An issue important to me is sentencing reform, and candidates’ views will influence my vote. It’s been a big problem in America for decades, with a most definite racist and class component (white rich people tend to get breaks). We need to get a handle on it. The Brock Turner rape case has magnified the issue.

Here’s a interesting and insightful article about a black student athlete who committed a crime similar to Turner’s, but received a 15-25 year sentence.

At the end, the article takes a broad look at criminal sentencing. For instance: “Black men are given prison sentences 20% longer than white men for the exact same crimes.” And: “African-Americans and Latinos are three times as likely to have their cars searched by police than whites and are twice as likely to be arrested for drugs over whites — even though studies show whites use and sell drugs at the same or even higher rates than African-Americans.”

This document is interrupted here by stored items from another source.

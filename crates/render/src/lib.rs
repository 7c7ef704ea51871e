//! Prompt document formatters for ContextLoom.
//!
//! Turns the agent's state into one canonical text document:
//!
//! 1. **Interfaces**: output and action declarations with their schemas
//! 2. **Contexts**: the active context tree, with working memory injected
//!    into the main context
//! 3. **Logs**: the interaction history, one element per entry
//!
//! Every operation is a pure function of its inputs. Nothing here mutates
//! the state it is given, and every failure (unknown log kind, schema
//! conversion, callback) propagates to the caller unchanged.

pub mod context;
pub mod formatter;
pub mod interface;
pub mod log;
pub mod value;
pub mod working_memory;

pub use context::{ContextParts, format_context, format_contexts};
pub use formatter::{Document, FormatOptions, Formatter};
pub use interface::{format_action, format_output_interface};
pub use log::{
    Msg, format_input, format_log_entry, format_log_value, format_log_values, format_msg,
    format_output,
};
pub use value::format_value;
pub use working_memory::LogWorkingMemoryRenderer;
//! Log formatter: one element (or verbatim override) per log entry.
//!
//! | kind | tag | attributes | body |
//! |------|-----|------------|------|
//! | input | `msg` | params, then `role="user"` | value-formatted data |
//! | output | `output` | `type`, then params | value-formatted data |
//! | thought | `reasoning` | none | content |
//! | action_call | `action_call` | `id`, `name` | compact JSON |
//! | action_result | `action_result` | `name`, `callId` | compact JSON |
//!
//! A non-empty `formatted` string on an entry replaces the whole element.

use crate::value::format_value;
use contextloom_core::{Element, IoRef, LogEntry, Node, Result};
use serde::{Deserialize, Serialize};
use tracing::trace;

/// Format a single log entry.
pub fn format_log_entry(entry: &LogEntry) -> Node {
    if let Some(formatted) = entry.formatted() {
        return Node::Text(formatted.to_string());
    }

    let element = match entry {
        LogEntry::Input(input) => Element::new("msg")
            .with_attrs(&input.params)
            .with_attr("role", "user")
            .with_text(format_value(&input.data)),
        LogEntry::Output(output) => Element::new("output")
            .with_attr("type", &output.kind)
            .with_attrs(&output.params)
            .with_text(format_value(&output.data)),
        LogEntry::Thought(thought) => Element::new("reasoning").with_text(&thought.content),
        LogEntry::ActionCall(call) => Element::new("action_call")
            .with_attr("id", &call.id)
            .with_attr("name", &call.name)
            .with_text(call.data.to_string()),
        LogEntry::ActionResult(result) => Element::new("action_result")
            .with_attr("name", &result.name)
            .with_attr("callId", &result.call_id)
            .with_text(result.data.to_string()),
    };
    Node::Element(element)
}

/// Decode and format an entry that arrived as untyped JSON.
pub fn format_log_value(value: serde_json::Value) -> Result<Node> {
    let entry = LogEntry::from_value(value)?;
    Ok(format_log_entry(&entry))
}

/// Format a whole log stream, newline-joined.
///
/// Any entry with an unknown kind aborts the render: no partial text is
/// returned.
pub fn format_log_values(values: impl IntoIterator<Item = serde_json::Value>) -> Result<String> {
    let nodes = values
        .into_iter()
        .map(format_log_value)
        .collect::<Result<Vec<_>>>()?;
    trace!(entries = nodes.len(), "Formatted log stream");
    Ok(contextloom_core::join_nodes(&nodes))
}

// ── Standalone references ─────────────────────────────────────────────────

/// Format an input reference as `<input name="…">`.
pub fn format_input(input: &IoRef) -> Element {
    format_reference("input", input)
}

/// Format an output reference as `<output name="…">`.
pub fn format_output(output: &IoRef) -> Element {
    format_reference("output", output)
}

fn format_reference(tag: &str, reference: &IoRef) -> Element {
    let body = match &reference.data {
        serde_json::Value::String(text) => text.clone(),
        other => other.to_string(),
    };
    Element::new(tag)
        .with_attr("name", &reference.kind)
        .with_attrs(&reference.params)
        .with_text(body)
}

/// A chat message between a user and the assistant.
#[derive(Debug, Clone, PartialEq, Eq, Serialize, Deserialize)]
#[serde(tag = "role", rename_all = "lowercase")]
pub enum Msg {
    User { user: String, content: String },
    Assistant { content: String },
}

/// Format a chat message as `<msg role="…">`.
pub fn format_msg(msg: &Msg) -> Element {
    match msg {
        Msg::User { user, content } => Element::new("msg")
            .with_attr("role", "user")
            .with_attr("user", user)
            .with_text(content),
        Msg::Assistant { content } => Element::new("msg")
            .with_attr("role", "assistant")
            .with_text(content),
    }
}

// ── Tests ─────────────────────────────────────────────────────────────────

Sentencing reform has actually become somewhat of a bipartisan issue. The Koch Brothers, for instance, support it. I’ve not heard Hillary address the issue. I knew Scott Walker took a hard-line approach and opposed a Madison prosecutor who was getting some national attention by taking some common-sense approaches, but Walker dropped out early. I can’t see Trump taking anything but a “get tough on crime” stance in favor of harsh sentencing, but he could surprise me. As with most policy issues, I kinda doubt he’s given much thought to it.